INTERVIEW / KODY FORD
PHOTOS / LAUREN RAE

If you made it to the 2019 Black Apple Awards, chances are you stood rapt with attention during the performance by dancer Blake Worthey and musicians Amos Cochran and Miranda Baker-Burns. This breathtaking piece quieted the room at TheatreSquared. Cochran scored and Worthey choreographed this original work for the awards show.

Cochran is an Emmy-nominated composer, musician and sound artist. His compositions for film, theater, radio and television have received many honors, including a 2010 Kennedy Center Excellence in Composing Award and a premier at the 2017 Sundance Film Festival. In 2019, he was commissioned by Crystal Bridges Museum of American Art for their groundbreaking outdoor exhibition Color Field and selected by global creative house JustKids to be an official artist of the award-winning Unexpected urban and contemporary art festival in Fort Smith. Worthey is a theatre artist from Memphis. His work primarily deals with the theatricality of life and the oddity that is “theatre”. He has been fortunate to travel to place like Vancouver, B.C., Italy and New York City through dance. We spoke with both of them about coming together to create this piece. (Watch the full video below.)

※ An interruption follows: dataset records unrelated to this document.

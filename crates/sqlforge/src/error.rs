//! Error types for sqlforge

use crate::statement::OperationKind;
use thiserror::Error;

/// Result type alias for builder operations
pub type BuildResult<T> = Result<T, BuildError>;

/// Error types for statement building and compilation
#[derive(Debug, Clone, PartialEq, Error)]
pub enum BuildError {
    /// Malformed field signature or unparseable date/float literal
    #[error("Format error: {0}")]
    Format(String),

    /// Insert/update value count differs from the declared field count
    #[error("Field count mismatch: expected {expected} values, got {actual}")]
    FieldCountMismatch { expected: usize, actual: usize },

    /// Compile attempted before any operation was configured
    #[error("Operation not set")]
    OperationNotSet,

    /// UPDATE or DELETE compiled without a filter predicate
    #[error("Refusing to compile {0} without a WHERE clause")]
    UnsafeOperation(OperationKind),

    /// Execution requested with no executor configured
    #[error("Connection not set")]
    ConnectionNotSet,

    /// Table index outside the declared table list
    #[error("Unknown table index {index} (have {len} tables)")]
    UnknownTable { index: usize, len: usize },

    /// Operation has no values (rows, fields) to render
    #[error("{0} has no values to render")]
    MissingValues(OperationKind),

    /// Inlining found a different number of placeholders than parameters
    #[error("Placeholder mismatch: placeholders({placeholders}) != params({params})")]
    PlaceholderMismatch { placeholders: usize, params: usize },

    /// Error reported by the executor
    #[error("Execution error: {0}")]
    Execution(String),
}

impl BuildError {
    /// Create a format error
    pub fn format(message: impl Into<String>) -> Self {
        Self::Format(message.into())
    }

    /// Create an execution error
    pub fn execution(message: impl Into<String>) -> Self {
        Self::Execution(message.into())
    }

    /// Check if this is a format error
    pub fn is_format(&self) -> bool {
        matches!(self, Self::Format(_))
    }

    /// Check if this is an unsafe operation refusal
    pub fn is_unsafe_operation(&self) -> bool {
        matches!(self, Self::UnsafeOperation(_))
    }

    /// Check if this is a field count mismatch
    pub fn is_field_count_mismatch(&self) -> bool {
        matches!(self, Self::FieldCountMismatch { .. })
    }
}
impl StatementBuilder {
    /// Create a builder with the default configuration.
    pub fn new() -> Self {
        Self::default()
    }

    /// Create a builder with an explicit configuration.
    pub fn with_config(config: BuilderConfig) -> Self {
        Self {
            config,
            executor: None,
            operation: None,
            tables: Vec::new(),
            active_table: 1,
            modifying_fields: Vec::new(),
            insert_rows: Vec::new(),
            update_row: None,
            create_fields: Vec::new(),
            selected: Vec::new(),
            select_raw: None,
            excluded_tables: Vec::new(),
            joins: Vec::new(),
            orders: Vec::new(),
            groups: Vec::new(),
            limit: None,
            filter: Filter::default(),
        }
    }

    pub fn config(&self) -> &BuilderConfig {
        &self.config
    }

    /// The configured operation, if any.
    pub fn operation(&self) -> Option<OperationKind> {
        self.operation
    }

    /// Clear all statement state. Configuration and executor are kept.
    pub fn reset(&mut self) -> &mut Self {
        #[cfg(feature = "tracing")]
        tracing::trace!(target: "sqlforge.sql", "builder reset");
        let config = self.config.clone();
        let executor = self.executor.take();
        *self = Self::with_config(config);
        self.executor = executor;
        self
    }

    /// Set the charset used by `CREATE TABLE`.
    pub fn set_charset(&mut self, charset: impl Into<String>) -> &mut Self {
        self.config.charset = charset.into();
        self
    }

    /// Set the executor used by [`execute`](Self::execute).
    pub fn set_executor(&mut self, executor: impl Executor + 'static) -> &mut Self {
        self.executor = Some(Arc::new(executor));
        self
    }

    // ==================== Tables ====================

    /// Append tables. A single table becomes the active table.
    pub fn add_table<I, S>(&mut self, names: I) -> &mut Self
    where
        I: IntoIterator<Item = S>,
        S: Into<String>,
    {
        let before = self.tables.len();
        self.tables.extend(names.into_iter().map(Into::into));
        if self.tables.len() - before == 1 {
            self.active_table = self.tables.len();
        }
        self
    }

    /// Set the active table by 1-based index.
    ///
    /// The index is checked when a call resolves the active table.
    pub fn set_table(&mut self, index: usize) -> &mut Self {
        self.active_table = index;
        self
    }

    fn table(&self, index: usize) -> BuildResult<&str> {
        index
            .checked_sub(1)
            .and_then(|i| self.tables.get(i))
            .map(String::as_str)
            .ok_or(BuildError::UnknownTable {
                index,
                len: self.tables.len(),
            })
    }

    fn active(&self) -> BuildResult<&str> {
        self.table(self.active_table)
    }

    // ==================== Insert / update ====================

    fn set_modifying_fields<I, S>(
        &mut self,
        operation: OperationKind,
        signatures: I,
    ) -> BuildResult<&mut Self>
    where
        I: IntoIterator<Item = S>,
        S: AsRef<str>,
    {
        let signatures: Vec<S> = signatures.into_iter().collect();
        self.modifying_fields = parse_fields(&signatures)?;
        self.operation = Some(operation);
        Ok(self)
    }

    /// Declare the fields of an INSERT.
    pub fn set_insert_fields<I, S>(&mut self, signatures: I) -> BuildResult<&mut Self>
    where
        I: IntoIterator<Item = S>,
        S: AsRef<str>,
    {
        self.set_modifying_fields(OperationKind::Insert, signatures)
    }

    /// Declare the fields of an UPDATE.
    pub fn set_update_fields<I, S>(&mut self, signatures: I) -> BuildResult<&mut Self>
    where
        I: IntoIterator<Item = S>,
        S: AsRef<str>,
    {
        self.set_modifying_fields(OperationKind::Update, signatures)
    }

    /// Declare the fields of an upsert.
    pub fn set_upsert_fields<I, S>(&mut self, signatures: I) -> BuildResult<&mut Self>
    where
        I: IntoIterator<Item = S>,
        S: AsRef<str>,
    {
        self.set_modifying_fields(OperationKind::Upsert, signatures)
    }

    fn prepare_row<I, V>(&self, values: I) -> BuildResult<Vec<PreparedValue>>
    where
        I: IntoIterator<Item = V>,
        V: Into<Value>,
    {
        let values: Vec<Value> = values.into_iter().map(Into::into).collect();
        if values.len() != self.modifying_fields.len() {
            return Err(BuildError::FieldCountMismatch {
                expected: self.modifying_fields.len(),
                actual: values.len(),
            });
        }
        let coercer = Coercer::new(&self.config);
        self.modifying_fields
            .iter()
            .zip(values)
            .map(|(field, value)| coercer.coerce(field.semantic_type(), value))
            .collect()
    }

    /// Append a row to the insert batch.
    pub fn insert<I, V>(&mut self, values: I) -> BuildResult<&mut Self>
    where
        I: IntoIterator<Item = V>,
        V: Into<Value>,
    {
        let row = self.prepare_row(values)?;
        self.insert_rows.push(row);
        Ok(self)
    }

    /// Replace the pending update row.
    pub fn update<I, V>(&mut self, values: I) -> BuildResult<&mut Self>
    where
        I: IntoIterator<Item = V>,
        V: Into<Value>,
    {
        let row = self.prepare_row(values)?;
        self.update_row = Some(row);
        Ok(self)
    }

    /// Stage `values` both as an insert row and as the update row.
    ///
    /// Whether the statement becomes an INSERT or an UPDATE depends only on
    /// whether a filter is present at compile time. It is not an atomic
    /// insert-or-update.
    pub fn upsert<I, V>(&mut self, values: I) -> BuildResult<&mut Self>
    where
        I: IntoIterator<Item = V>,
        V: Into<Value>,
    {
        let row = self.prepare_row(values)?;
        self.insert_rows.push(row.clone());
        self.update_row = Some(row);
        Ok(self)
    }

    // ==================== Delete / create ====================

    /// Start a DELETE.
    pub fn delete(&mut self) -> &mut Self {
        self.operation = Some(OperationKind::Delete);
        self
    }

    /// Start a DELETE of the row whose `id` equals `id`.
    pub fn delete_id(&mut self, id: impl Into<Value>) -> BuildResult<&mut Self> {
        self.filter_id(id)?;
        Ok(self.delete())
    }

    /// Start a `CREATE TABLE` with an implicit auto-increment `id` column.
    pub fn create_table(&mut self, name: impl Into<String>) -> &mut Self {
        self.operation = Some(OperationKind::Create);
        self.add_table([name.into()])
    }

    /// Start a `CREATE TABLE` with the given fields.
    pub fn create_table_with<I, S>(
        &mut self,
        name: impl Into<String>,
        signatures: I,
    ) -> BuildResult<&mut Self>
    where
        I: IntoIterator<Item = S>,
        S: AsRef<str>,
    {
        let signatures: Vec<S> = signatures.into_iter().collect();
        let fields = parse_fields(&signatures)?;
        self.create_table(name);
        self.create_fields.extend(fields);
        Ok(self)
    }

    /// Add a column to the table being created.
    pub fn add_field(&mut self, signature: &str) -> BuildResult<&mut Self> {
        self.create_fields.push(Field::parse(signature)?);
        Ok(self)
    }

    /// Add several columns to the table being created.
    pub fn add_fields<I, S>(&mut self, signatures: I) -> BuildResult<&mut Self>
    where
        I: IntoIterator<Item = S>,
        S: AsRef<str>,
    {
        let signatures: Vec<S> = signatures.into_iter().collect();
        self.create_fields.extend(parse_fields(&signatures)?);
        Ok(self)
    }

    // ==================== Select ====================

    /// Select columns of the active table.
    ///
    /// Each spec is `"field"` (aliased `<table>_<field>`) or `"field alias"`.
    pub fn select<I, S>(&mut self, specs: I) -> BuildResult<&mut Self>
    where
        I: IntoIterator<Item = S>,
        S: AsRef<str>,
    {
        self.select_in(self.active_table, specs)
    }

    /// Select columns of the table at 1-based `table`.
    pub fn select_in<I, S>(&mut self, table: usize, specs: I) -> BuildResult<&mut Self>
    where
        I: IntoIterator<Item = S>,
        S: AsRef<str>,
    {
        let table = self.table(table)?.to_string();
        self.selected.extend(
            specs
                .into_iter()
                .map(|spec| SelectedField::parse(&table, spec.as_ref())),
        );
        self.operation = Some(OperationKind::Select);
        Ok(self)
    }

    /// Use a raw select expression (e.g. `COUNT(*)`).
    ///
    /// Ignored when columns were selected with [`select`](Self::select).
    pub fn select_raw(&mut self, expr: impl Into<String>) -> &mut Self {
        self.select_raw = Some(expr.into());
        self.operation = Some(OperationKind::Select);
        self
    }

    // ==================== Filters ====================

    /// Add a predicate on the active table.
    ///
    /// `field` is a signature (`"age %i"`) whose type drives coercion of
    /// `value`. `isnull` / `isntnull` ignore `value` and bind nothing.
    pub fn filter(
        &mut self,
        field: &str,
        op: impl IntoOp,
        value: impl Into<Value>,
    ) -> BuildResult<&mut Self> {
        let op = op.into_op()?;
        let field = Field::parse(field)?;
        let value = if op.takes_value() {
            Some(Coercer::new(&self.config).coerce(field.semantic_type(), value.into())?)
        } else {
            None
        };
        let column = Ident::column(self.active()?, field.name());
        self.filter.push_predicate(&column, op, value);
        Ok(self)
    }

    /// Add a value-less predicate (`isnull` / `isntnull`).
    pub fn filter_unary(&mut self, field: &str, op: impl IntoOp) -> BuildResult<&mut Self> {
        self.filter(field, op, Value::Null)
    }

    /// Shorthand for `filter("id %i", Op::Eq, id)`.
    pub fn filter_id(&mut self, id: impl Into<Value>) -> BuildResult<&mut Self> {
        self.filter("id %i", Op::Eq, id)
    }

    /// Join the next predicate with OR.
    pub fn or(&mut self) -> &mut Self {
        self.filter.set_conjunction(Conjunction::Or);
        self
    }

    /// Join the next predicate with AND (the default).
    pub fn and(&mut self) -> &mut Self {
        self.filter.set_conjunction(Conjunction::And);
        self
    }

    /// Open a parenthesis before the next predicate.
    pub fn open_bracket(&mut self) -> &mut Self {
        self.filter.open_bracket();
        self
    }

    /// Close a parenthesis at the current position. Balance is not checked.
    pub fn close_bracket(&mut self) -> &mut Self {
        self.filter.close_bracket();
        self
    }

    // ==================== Group / order / limit ====================

    /// Group by a field of the active table.
    pub fn group_by(&mut self, field: &str) -> BuildResult<&mut Self> {
        self.group_by_in(self.active_table, field)
    }

    /// Group by a field of the table at 1-based `table`.
    pub fn group_by_in(&mut self, table: usize, field: &str) -> BuildResult<&mut Self> {
        let table = self.table(table)?.to_string();
        self.groups.push(Group {
            table,
            field: field.to_string(),
        });
        Ok(self)
    }

    /// Order by a field of the active table.
    pub fn order_by(
        &mut self,
        field: &str,
        direction: impl Into<Direction>,
    ) -> BuildResult<&mut Self> {
        self.order_by_in(self.active_table, field, direction)
    }

    /// Order by a field of the table at 1-based `table`.
    pub fn order_by_in(
        &mut self,
        table: usize,
        field: &str,
        direction: impl Into<Direction>,
    ) -> BuildResult<&mut Self> {
        let table = self.table(table)?.to_string();
        self.orders.push(Order {
            table,
            field: field.to_string(),
            direction: direction.into(),
        });
        Ok(self)
    }

    /// Limit to the first `count` rows.
    pub fn limit(&mut self, count: u64) -> &mut Self {
        self.limit_range(0, count)
    }

    /// Skip `offset` rows and return at most `count`. The last call wins.
    pub fn limit_range(&mut self, offset: u64, count: u64) -> &mut Self {
        self.limit = Some(Limit { offset, count });
        self
    }

    // ==================== Joins ====================

    /// Join table `right` on `left.left_field = right.right_field`.
    ///
    /// The joined table is dropped from the comma-separated FROM list.
    pub fn join(
        &mut self,
        left: usize,
        left_field: &str,
        right: usize,
        right_field: &str,
    ) -> BuildResult<&mut Self> {
        self.join_with(left, left_field, right, right_field, None, None)
    }

    /// Join with an explicit side and kind.
    pub fn join_with(
        &mut self,
        left: usize,
        left_field: &str,
        right: usize,
        right_field: &str,
        side: Option<JoinSide>,
        kind: Option<JoinKind>,
    ) -> BuildResult<&mut Self> {
        let left_table = self.table(left)?.to_string();
        let right_table = self.table(right)?.to_string();
        self.excluded_tables.push(right_table.clone());
        self.joins.push(Join {
            left_table,
            left_field: left_field.to_string(),
            right_table,
            right_field: right_field.to_string(),
            side,
            kind,
        });
        Ok(self)
    }

    /// Join with a single modifier word.
    ///
    /// `inner` / `outer` set the kind, `left` / `right` / `full` the side.
    /// Other words add no modifier.
    pub fn join_by(
        &mut self,
        left: usize,
        left_field: &str,
        right: usize,
        right_field: &str,
        side_or_kind: &str,
    ) -> BuildResult<&mut Self> {
        match JoinKind::from_word(side_or_kind) {
            Some(kind) => self.join_with(left, left_field, right, right_field, None, Some(kind)),
            None => self.join_with(
                left,
                left_field,
                right,
                right_field,
                JoinSide::from_word(side_or_kind),
                None,
            ),
        }
    }

    // ==================== Terminal calls ====================

    /// Compile the statement and reset the builder.
    ///
    /// On error the builder is left unchanged.
    pub fn build(&mut self) -> BuildResult<CompiledStatement> {
        let statement = self.compile()?;
        #[cfg(feature = "tracing")]
        tracing::debug!(
            target: "sqlforge.sql",
            operation = %statement.operation(),
            param_count = statement.params().len(),
            sql = %statement.sql(),
            "compiled statement"
        );
        self.reset();
        Ok(statement)
    }

    /// Compile, inline every value and reset the builder.
    pub fn to_sql(&mut self) -> BuildResult<String> {
        let inliner = Inliner::new().legacy_bool_literals(self.config.legacy_bool_literals);
        let statement = self.compile()?;
        let sql = statement.inline_with(&inliner)?;
        #[cfg(feature = "tracing")]
        tracing::debug!(
            target: "sqlforge.sql",
            operation = %statement.operation(),
            sql = %sql,
            "inlined statement"
        );
        self.reset();
        Ok(sql)
    }

    /// Compile and run the statement through the configured executor.
    pub fn execute(&mut self) -> BuildResult<u64> {
        let executor = self.executor.clone().ok_or(BuildError::ConnectionNotSet)?;
        let statement = self.build()?;
        executor.execute(statement.sql(), statement.params())
    }
}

Tell me about the collaborative process between you guys.

AC:  In November 2018, I met Blake at an artists’ gathering and started a conversation about collaborating on some kind of piece that was “reactive”—having moments where the music started or stopped based on the movement, and vice versa. Now and then we would revisit the idea but never moved forward with anything, because who books a venue for a seven-minute piece? When the opportunity to perform at the Black Apple Awards came up it made perfect sense. I sent Blake a rough recording of the piece, we scheduled two rehearsals and that was about it. We talked very little in regard to what we wanted the piece to be as a whole. I wanted Blake to have full say in what he was going to do, outside of the original concept of it being “reactive” we didn’t talk about it at all. Our conversations were more about the character he was bringing to the piece. I found it really neat that he was not approaching things from a dance point of view, but with a theater perspective. Things just worked.

Amos Cochran

BW:  I don’t feel anything when I choreograph because I don’t want to be precious about it, especially in the beginning. I think being precious can get in the way of creative. This was especially the case with in the work with Amos because the time was shorter than I was used to so whatever movement came out was what came out. I decided to then focus on the content and the character doing the movement to make the work rich. I decided that how I did things and the world I was in was more important than what I did. Amos and Miranda were a pleasure to work with. There was generosity and clarity and laughter. There really isn’t anything I could ask for. And I think that translated into the performance itself. The audience seemed to feel a thing or two and for me that’s all I could ask for.

Did you solely compose the music or did Miranda work with you on that?

AC:  Yes, I wrote all of the music that Miranda plays. Those are only notes on a page though. Her interpretation and the way she chooses to present them on the violin is what makes it magical. This piece was actually one of the first thing I ever wrote back in 2011 as part of a theater show. It has always hung around though, used now and then for films and something I would play at home. When Miranda and I played for the first time in February at the Trillium Salon Series this piece was a last minute addition. I played it for her after a rehearsal and she said “Cool, can you write something for me to play?” I wrote her part the week leading up to the show and it has since completely transformed the song. We closed that show it and had a pretty amazing reaction.

Do you feel like Blake brought the composition to life?

AC:  What Blake brings to the piece makes it live in a very different light, or space. His addition takes it away from being just a concert piece and transforms it into a much more interactive and visual experience. I like the piece living in both worlds, it is also nice as a solo piano piece. But the depth, intensity, and pacing he brings to the table makes it feel like something brand new for me and perhaps more exciting for an audience. I love letting the music take more of a backseat, while creating a space in which his movements tell a story that could never be told with music alone. It is truly amazing when other artists allow you to see your own work in a new light. Collaborating with Blake has done just that and it is very exciting for me as an artist and human being.

What do you love about dance?

BW:  I really love dance as a form because it gives us a safe space to practice important things like consent, like being honorable, like sharing a smile, like communication, practices that aren’t as readily available to us in our pedestrian lives. We can practice them in dance so we CAN do them more readily in our pedestrian lives. There’s also a kind of honesty in dancing that only dance has and it’s so nice. It’s so nice to bask in that. If even just for a moment at a time.